Only 15 percent of high performers are true high potentials, according to CEB. So by assuming many of their high performers are also HIPOs, companies invest in people who may never make it to a senior leadership role. The average firm spends over a quarter of its learning and development budget on its HIPO program and many HR leaders feel that this is too high a price to pay for limited success. 

Agile People Are Not the Answer 

Over the past five years as organizations have dealt with an immense amount of internal and external change, the logical response of many HR teams has been to identify HIPOs that have the necessary agility to cope with such uncertainty. Unfortunately, this strategy hasn’t worked. While HR has focused on agile employees, managers’ confidence in the next generation of leaders has gone from bad to worse. The percentage of companies that are confident that their stable of leaders is sufficient to meet current and future demands has declined from 17 percent in 2013 to a meager 13 percent in 2016.

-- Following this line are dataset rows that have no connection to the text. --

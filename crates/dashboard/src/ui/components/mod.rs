pub mod charts;
pub mod hints;
pub mod panel;
pub mod toast;
//! Amount formatting for every render target.
//!
//! Amounts arrive from the server as floating point numbers. They are rounded
//! to whole cents, grouped, and printed with at most two fractional digits
//! (trailing zeros dropped), so `12000.0` renders as `12,000` and `10.5` as
//! `10.5`.

use serde::Deserialize;

/// Digit grouping used for the integer part of an amount.
#[derive(Debug, Clone, Copy, Default, PartialEq, Eq, Deserialize, clap::ValueEnum)]
#[serde(rename_all = "snake_case")]
pub enum Grouping {
    /// Last three digits, then pairs: `12,34,567`.
    #[default]
    Indian,
    /// Thousands: `1,234,567`.
    Western,
}

/// How amounts are shown: grouping plus the currency symbol used in labels.
#[derive(Debug, Clone, PartialEq, Eq)]
pub struct AmountFormat {
    pub grouping: Grouping,
    pub symbol: String,
}

impl Default for AmountFormat {
    fn default() -> Self {
        Self {
            grouping: Grouping::Indian,
            symbol: "₹".to_string(),
        }
    }
}

impl AmountFormat {
    pub fn new(grouping: Grouping, symbol: impl Into<String>) -> Self {
        Self {
            grouping,
            symbol: symbol.into(),
        }
    }

    /// Formats a bare amount, without the currency symbol.
    #[must_use]
    pub fn amount(&self, value: f64) -> String {
        format_amount(value, self.grouping)
    }

    /// Formats an amount prefixed by the currency symbol (`₹ 1,200`).
    #[must_use]
    pub fn currency(&self, value: f64) -> String {
        format!("{} {}", self.symbol, self.amount(value))
    }
}

/// Formats `value` with `grouping` and at most two fractional digits.
///
/// Non-finite values are treated like a missing amount and print as `0`.
#[must_use]
pub fn format_amount(value: f64, grouping: Grouping) -> String {
    let value = if value.is_finite() { value } else { 0.0 };
    let cents = (value * 100.0).round() as i64;
    let sign = if cents < 0 { "-" } else { "" };
    let abs = cents.unsigned_abs();
    let whole = group_digits(abs / 100, grouping);
    let frac = abs % 100;

    if frac == 0 {
        format!("{sign}{whole}")
    } else if frac % 10 == 0 {
        format!("{sign}{whole}.{}", frac / 10)
    } else {
        format!("{sign}{whole}.{frac:02}")
    }
}

fn group_digits(value: u64, grouping: Grouping) -> String {
    let digits = value.to_string();
    if digits.len() <= 3 {
        return digits;
    }

    let (head, tail) = digits.split_at(digits.len() - 3);
    let group = match grouping {
        Grouping::Indian => 2,
        Grouping::Western => 3,
    };

    let mut groups = Vec::new();
    let mut end = head.len();
    while end > 0 {
        let start = end.saturating_sub(group);
        groups.push(&head[start..end]);
        end = start;
    }
    groups.reverse();

    format!("{},{tail}", groups.join(","))
}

While agility is an important trait for leaders to possess, it shouldn’t be the center of a HIPO strategy. There are a few reasons why:

• There is a supply problem—highly agile individuals are hard to find and difficult to develop. 

• Highly agile people are more likely to leave for a different organization, increasing the turnover risk. 

• Focusing on highly agile people can hinder collaboration. Data suggests highly agile leaders tend to overestimate their own abilities and this self-focus can limit their inclination to work with and through others.

So what’s the right approach?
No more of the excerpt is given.